Мы все улыбаемся исподтишка.
– Я пока узнаю, где можно достать костюм и записать видео, – размышляет Финник.
– Видео без проблем, – бубнит Бити, который уже с головой ушёл в компьютер.
– А мне что делать?
– Да пока ничего. Ты молодец сегодня, Пит, можешь отдохнуть.
Техника приглушённо жужжит, но её шум прерывает хлопок двери. Финник ушёл.
– Бити?
– Да, – он отрывается от экрана на секунду и потирает глаза. – Что такое?
– Вы случайно не знаете, что значит «ВП»?
– «Военная подготовка», что же ещё? – на автомате отвечает он, а я застываю и холодею, будто кто-то натолкал внутрь снега по самое горло.
Бити замечает моё замешательство.
– Что случилось?
– Китнисс там.
Голова отказывается работать. Роится миллион вопросов: что, зачем, за что?
– Где это?
– Может, не стоит? – сочувственно спрашивает Бити, видимо, считывая отблески внутреннего возгорания с моего лица.

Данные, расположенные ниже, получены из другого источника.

use std::sync::Arc;

use chrono::{DateTime, SubsecRound, Utc};
use serde_json::json;
use validator::Validate;

use crate::models::application::{
    parse_applied_date, parse_status, Application, CreateApplicationRequest, UnknownStatus,
    UpdateApplicationRequest,
};
use crate::services::stats::{compute_stats, ApplicationStats};
use crate::services::storage::{ApplicationStore, StorageError};
use crate::utils::logger::{ApplicationEvent, LOGGER};

#[derive(Debug, thiserror::Error)]
pub enum ApplicationError {
    #[error("missing required fields: {0}")]
    Validation(#[from] validator::ValidationErrors),
    #[error(transparent)]
    InvalidStatus(#[from] UnknownStatus),
    #[error("invalid applied date: {0}")]
    InvalidAppliedDate(#[from] chrono::ParseError),
    #[error("application {0} not found")]
    NotFound(i64),
    #[error(transparent)]
    Storage(#[from] StorageError),
}

/// CRUD over the application collection.
///
/// Every operation reloads the whole collection from the store and, for
/// mutations, writes the whole collection back. Nothing is cached between calls.
/// Reads tolerate an unreadable store; mutations refuse to run against one.
#[derive(Clone)]
pub struct ApplicationService {
    store: Arc<dyn ApplicationStore>,
}

impl ApplicationService {
    pub fn new(store: Arc<dyn ApplicationStore>) -> Self {
        Self { store }
    }

    pub async fn list(&self) -> Vec<Application> {
        self.store.load().await
    }

    pub async fn stats(&self) -> ApplicationStats {
        compute_stats(&self.store.load().await)
    }

    pub async fn create(
        &self,
        request: CreateApplicationRequest,
    ) -> Result<Application, ApplicationError> {
        request.validate()?;
        let status = parse_status(request.status.as_deref().unwrap_or_default())?;
        let applied_date = parse_applied_date(request.applied_date.as_deref().unwrap_or_default())?;

        let mut applications = self.store.load_checked().await?;
        let now = Utc::now().trunc_subsecs(3);

        let application = Application {
            id: next_id(&applications, now),
            company: request.company.unwrap_or_default(),
            position: request.position.unwrap_or_default(),
            location: request.location.unwrap_or_default(),
            salary: request.salary.unwrap_or_default(),
            status,
            applied_date,
            notes: request.notes.unwrap_or_default(),
            created_at: now,
        };

        applications.push(application.clone());
        self.store.save(&applications).await?;

        LOGGER.application_event(
            ApplicationEvent::Created,
            application.id,
            json!({ "status": application.status }),
        );

        Ok(application)
    }

    pub async fn update(
        &self,
        id: i64,
        changes: UpdateApplicationRequest,
    ) -> Result<Application, ApplicationError> {
        let mut applications = self.store.load_checked().await?;
        let existing = applications
            .iter_mut()
            .find(|application| application.id == id)
            .ok_or(ApplicationError::NotFound(id))?;

        changes.validate()?;
        let status = changes.status.as_deref().map(parse_status).transpose()?;
        let applied_date = changes
            .applied_date
            .as_deref()
            .map(parse_applied_date)
            .transpose()?;

        existing.apply(changes, status, applied_date);
        let updated = existing.clone();

        self.store.save(&applications).await?;

        LOGGER.application_event(
            ApplicationEvent::Updated,
            id,
            json!({ "status": updated.status }),
        );

        Ok(updated)
    }

    pub async fn delete(&self, id: i64) -> Result<(), ApplicationError> {
        let applications = self.store.load_checked().await?;
        let before = applications.len();
        let remaining: Vec<Application> = applications
            .into_iter()
            .filter(|application| application.id != id)
            .collect();

        if remaining.len() == before {
            return Err(ApplicationError::NotFound(id));
        }

        self.store.save(&remaining).await?;

        LOGGER.application_event(
            ApplicationEvent::Deleted,
            id,
            json!({ "remaining": remaining.len() }),
        );

        Ok(())
    }
}

/// Millisecond timestamp ids, bumped past the current maximum so that rapid
/// creates or a clock step backwards never reuse an id.
pub fn next_id(existing: &[Application], now: DateTime<Utc>) -> i64 {
    let from_clock = now.timestamp_millis();
    match existing.iter().map(|application| application.id).max() {
        Some(max) if max >= from_clock => max + 1,
        _ => from_clock,
    }
}
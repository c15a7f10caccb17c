pub mod application;
pub mod errors;
pub mod logger;
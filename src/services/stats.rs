use std::fmt;
use std::str::FromStr;

use chrono::{DateTime, Utc};
use serde::{Deserialize, Serialize};

use crate::models::application::{Application, ApplicationStatus, UnknownStatus};

#[derive(Debug, Clone, PartialEq, Serialize, Deserialize)]
#[serde(rename_all = "camelCase")]
pub struct StatusCount {
    pub status: ApplicationStatus,
    pub count: usize,
}

/// Dashboard numbers for a collection: totals, per-status counts, and the
/// most recent creation time.
#[derive(Debug, Clone, PartialEq, Serialize, Deserialize)]
#[serde(rename_all = "camelCase")]
pub struct ApplicationStats {
    pub total: usize,
    pub by_status: Vec<StatusCount>,
    pub last_updated: Option<DateTime<Utc>>,
}

impl ApplicationStats {
    pub fn count_for(&self, status: ApplicationStatus) -> usize {
        self.by_status
            .iter()
            .find(|entry| entry.status == status)
            .map(|entry| entry.count)
            .unwrap_or(0)
    }
}

#[derive(Debug, Clone, Copy, PartialEq, Eq, Default)]
pub enum StatusFilter {
    #[default]
    All,
    Only(ApplicationStatus),
}

impl StatusFilter {
    pub fn matches(&self, application: &Application) -> bool {
        match self {
            StatusFilter::All => true,
            StatusFilter::Only(status) => application.status == *status,
        }
    }
}

impl FromStr for StatusFilter {
    type Err = UnknownStatus;

    fn from_str(s: &str) -> Result<Self, Self::Err> {
        if s.eq_ignore_ascii_case("all") {
            return Ok(StatusFilter::All);
        }
        s.parse().map(StatusFilter::Only)
    }
}

impl fmt::Display for StatusFilter {
    fn fmt(&self, f: &mut fmt::Formatter<'_>) -> fmt::Result {
        match self {
            StatusFilter::All => f.write_str("all"),
            StatusFilter::Only(status) => f.write_str(status.as_str()),
        }
    }
}

pub fn filter_by_status(applications: &[Application], filter: StatusFilter) -> Vec<Application> {
    applications
        .iter()
        .filter(|application| filter.matches(application))
        .cloned()
        .collect()
}

/// Counts per status in pipeline order, including statuses with no records.
pub fn status_counts(applications: &[Application]) -> Vec<StatusCount> {
    ApplicationStatus::ALL
        .into_iter()
        .map(|status| StatusCount {
            status,
            count: applications
                .iter()
                .filter(|application| application.status == status)
                .count(),
        })
        .collect()
}

pub fn last_updated(applications: &[Application]) -> Option<DateTime<Utc>> {
    applications
        .iter()
        .map(|application| application.created_at)
        .max()
}

pub fn compute_stats(applications: &[Application]) -> ApplicationStats {
    ApplicationStats {
        total: applications.len(),
        by_status: status_counts(applications),
        last_updated: last_updated(applications),
    }
}
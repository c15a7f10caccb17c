use std::fmt;
use std::str::FromStr;

use chrono::{DateTime, NaiveDate, Utc};
use serde::{Deserialize, Serialize};
use validator::Validate;

#[derive(Debug, Clone, PartialEq, Serialize, Deserialize)]
#[serde(rename_all = "camelCase")]
pub struct Application {
    pub id: i64,
    pub company: String,
    pub position: String,
    #[serde(default)]
    pub location: String,
    #[serde(default)]
    pub salary: String,
    pub status: ApplicationStatus,
    pub applied_date: NaiveDate,
    #[serde(default)]
    pub notes: String,
    pub created_at: DateTime<Utc>,
}

#[derive(Debug, Clone, Copy, PartialEq, Eq, Hash, PartialOrd, Ord, Serialize, Deserialize)]
pub enum ApplicationStatus {
    Applied,
    #[serde(rename = "Phone Screen")]
    PhoneScreen,
    Interview,
    Offer,
    Rejected,
    Withdrawn,
}

impl ApplicationStatus {
    /// Pipeline order, used for stat cards and filter options.
    pub const ALL: [ApplicationStatus; 6] = [
        ApplicationStatus::Applied,
        ApplicationStatus::PhoneScreen,
        ApplicationStatus::Interview,
        ApplicationStatus::Offer,
        ApplicationStatus::Rejected,
        ApplicationStatus::Withdrawn,
    ];

    pub fn as_str(&self) -> &'static str {
        match self {
            ApplicationStatus::Applied => "Applied",
            ApplicationStatus::PhoneScreen => "Phone Screen",
            ApplicationStatus::Interview => "Interview",
            ApplicationStatus::Offer => "Offer",
            ApplicationStatus::Rejected => "Rejected",
            ApplicationStatus::Withdrawn => "Withdrawn",
        }
    }
}

impl fmt::Display for ApplicationStatus {
    fn fmt(&self, f: &mut fmt::Formatter<'_>) -> fmt::Result {
        f.write_str(self.as_str())
    }
}

#[derive(Debug, Clone, PartialEq, Eq, thiserror::Error)]
#[error("unknown application status '{0}'")]
pub struct UnknownStatus(pub String);

impl FromStr for ApplicationStatus {
    type Err = UnknownStatus;

    fn from_str(s: &str) -> Result<Self, Self::Err> {
        ApplicationStatus::ALL
            .into_iter()
            .find(|status| status.as_str() == s)
            .ok_or_else(|| UnknownStatus(s.to_string()))
    }
}

/// Body of `POST /api/applications`.
///
/// Every field is optional at the wire level so that a missing or empty
/// required field surfaces as a validation error instead of a JSON rejection.
#[derive(Debug, Default, Clone, Serialize, Deserialize, Validate)]
#[serde(rename_all = "camelCase")]
pub struct CreateApplicationRequest {
    #[validate(required, length(min = 1))]
    pub company: Option<String>,
    #[validate(required, length(min = 1))]
    pub position: Option<String>,
    pub location: Option<String>,
    pub salary: Option<String>,
    #[validate(required, length(min = 1))]
    pub status: Option<String>,
    #[validate(required, length(min = 1))]
    pub applied_date: Option<String>,
    pub notes: Option<String>,
}

/// Body of `PUT /api/applications/:id`. Absent or null fields are left untouched.
///
/// `id` and `createdAt` are not part of the shape, so a body carrying them has
/// those keys ignored.
#[derive(Debug, Default, Clone, Serialize, Deserialize, Validate)]
#[serde(rename_all = "camelCase")]
pub struct UpdateApplicationRequest {
    #[serde(skip_serializing_if = "Option::is_none")]
    #[validate(length(min = 1))]
    pub company: Option<String>,
    #[serde(skip_serializing_if = "Option::is_none")]
    #[validate(length(min = 1))]
    pub position: Option<String>,
    #[serde(skip_serializing_if = "Option::is_none")]
    pub location: Option<String>,
    #[serde(skip_serializing_if = "Option::is_none")]
    pub salary: Option<String>,
    #[serde(skip_serializing_if = "Option::is_none")]
    pub status: Option<String>,
    #[serde(skip_serializing_if = "Option::is_none")]
    pub applied_date: Option<String>,
    #[serde(skip_serializing_if = "Option::is_none")]
    pub notes: Option<String>,
}

pub fn parse_status(raw: &str) -> Result<ApplicationStatus, UnknownStatus> {
    raw.parse()
}

pub fn parse_applied_date(raw: &str) -> Result<NaiveDate, chrono::ParseError> {
    NaiveDate::parse_from_str(raw, "%Y-%m-%d")
}

impl Application {
    /// Shallow field-by-field merge. The caller has already parsed the typed
    /// fields, so this step cannot fail.
    pub fn apply(
        &mut self,
        changes: UpdateApplicationRequest,
        status: Option<ApplicationStatus>,
        applied_date: Option<NaiveDate>,
    ) {
        if let Some(company) = changes.company {
            self.company = company;
        }
        if let Some(position) = changes.position {
            self.position = position;
        }
        if let Some(location) = changes.location {
            self.location = location;
        }
        if let Some(salary) = changes.salary {
            self.salary = salary;
        }
        if let Some(status) = status {
            self.status = status;
        }
        if let Some(applied_date) = applied_date {
            self.applied_date = applied_date;
        }
        if let Some(notes) = changes.notes {
            self.notes = notes;
        }
    }
}
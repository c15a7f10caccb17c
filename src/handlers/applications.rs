use axum::{
    extract::{rejection::JsonRejection, Path, State},
    http::StatusCode,
    response::Json,
};

use crate::{
    models::application::{Application, CreateApplicationRequest, UpdateApplicationRequest},
    services::applications::ApplicationService,
    utils::errors::{AppError, APPLICATION_NOT_FOUND},
    AppState,
};

/// Path ids that are not integers cannot name a stored record.
fn parse_id(raw: &str) -> Result<i64, AppError> {
    raw.parse::<i64>()
        .map_err(|_| AppError::NotFound(APPLICATION_NOT_FOUND.to_string()))
}

/// A body sent without a JSON content type carries no fields; malformed JSON
/// or mistyped fields are a 400 with the usual error body.
fn json_body<T: Default>(payload: Result<Json<T>, JsonRejection>) -> Result<T, AppError> {
    match payload {
        Ok(Json(body)) => Ok(body),
        Err(JsonRejection::MissingJsonContentType(_)) => Ok(T::default()),
        Err(rejection) => Err(rejection.into()),
    }
}

pub async fn get_applications(State(state): State<AppState>) -> Json<Vec<Application>> {
    let service = ApplicationService::new(state.store.clone());
    Json(service.list().await)
}

pub async fn create_application(
    State(state): State<AppState>,
    payload: Result<Json<CreateApplicationRequest>, JsonRejection>,
) -> Result<(StatusCode, Json<Application>), AppError> {
    let payload = json_body(payload)?;
    let service = ApplicationService::new(state.store.clone());
    let application = service.create(payload).await?;

    Ok((StatusCode::CREATED, Json(application)))
}

pub async fn update_application(
    State(state): State<AppState>,
    Path(id): Path<String>,
    payload: Result<Json<UpdateApplicationRequest>, JsonRejection>,
) -> Result<Json<Application>, AppError> {
    let id = parse_id(&id)?;
    let payload = json_body(payload)?;
    let service = ApplicationService::new(state.store.clone());
    let application = service.update(id, payload).await?;

    Ok(Json(application))
}

pub async fn delete_application(
    State(state): State<AppState>,
    Path(id): Path<String>,
) -> Result<StatusCode, AppError> {
    let id = parse_id(&id)?;
    let service = ApplicationService::new(state.store.clone());
    service.delete(id).await?;

    Ok(StatusCode::NO_CONTENT)
}
use axum::{extract::State, response::Json};

use crate::{
    services::{applications::ApplicationService, stats::ApplicationStats},
    AppState,
};

pub async fn get_stats(State(state): State<AppState>) -> Json<ApplicationStats> {
    let service = ApplicationService::new(state.store.clone());
    Json(service.stats().await)
}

– Где это? Зал? Комната? Где?
Он объясняет мне, как добраться. Дальше несусь по этажам, едва ли как следует попрощавшись, и чуть не сбиваю с ног дежурного. Только сейчас замечаю, что на одном из верхних этажей потолок гораздо выше, чем на других. Врываюсь в разные двери наугад. Везде ко мне обращаются десятки измотанных лиц, а среди матов не видно ни Китнисс, ни кого-то из знакомых. Я уже почти верю, что ошибся, когда залетаю в одну из последних комнат, а там, прислонившись к стене, на полу сидит она, бледная и обескровленная, а Гейл опустился рядом, на мат. Все в зале отдыхают и меня не видят.
Нехорошее ощущение ползёт от кончиков пальцев выше к горлу, сковывает его в першащий узел. Я невидимка. Отчаявшийся, преданный снова.
Приподнявшись, Гейл протягивает ей стакан воды, и наши с Китнисс взгляды встречаются. Это больше не прямая, а линия фронта. Китнисс выглядит растерянной и испуганной. Меня тоже сжимает страх, но я лишь выше вздёргиваю подбородок. Я заставлю Китнисс отказаться от этой затеи, хочет она того или нет. Неважно, о чём она думала, когда шла сюда, но её жизнь дороже любых моралей, любых принципов, любых мотивов. Для меня она дороже даже, чем наша робкая любовь. И если будет нужно, я пожертвую всем.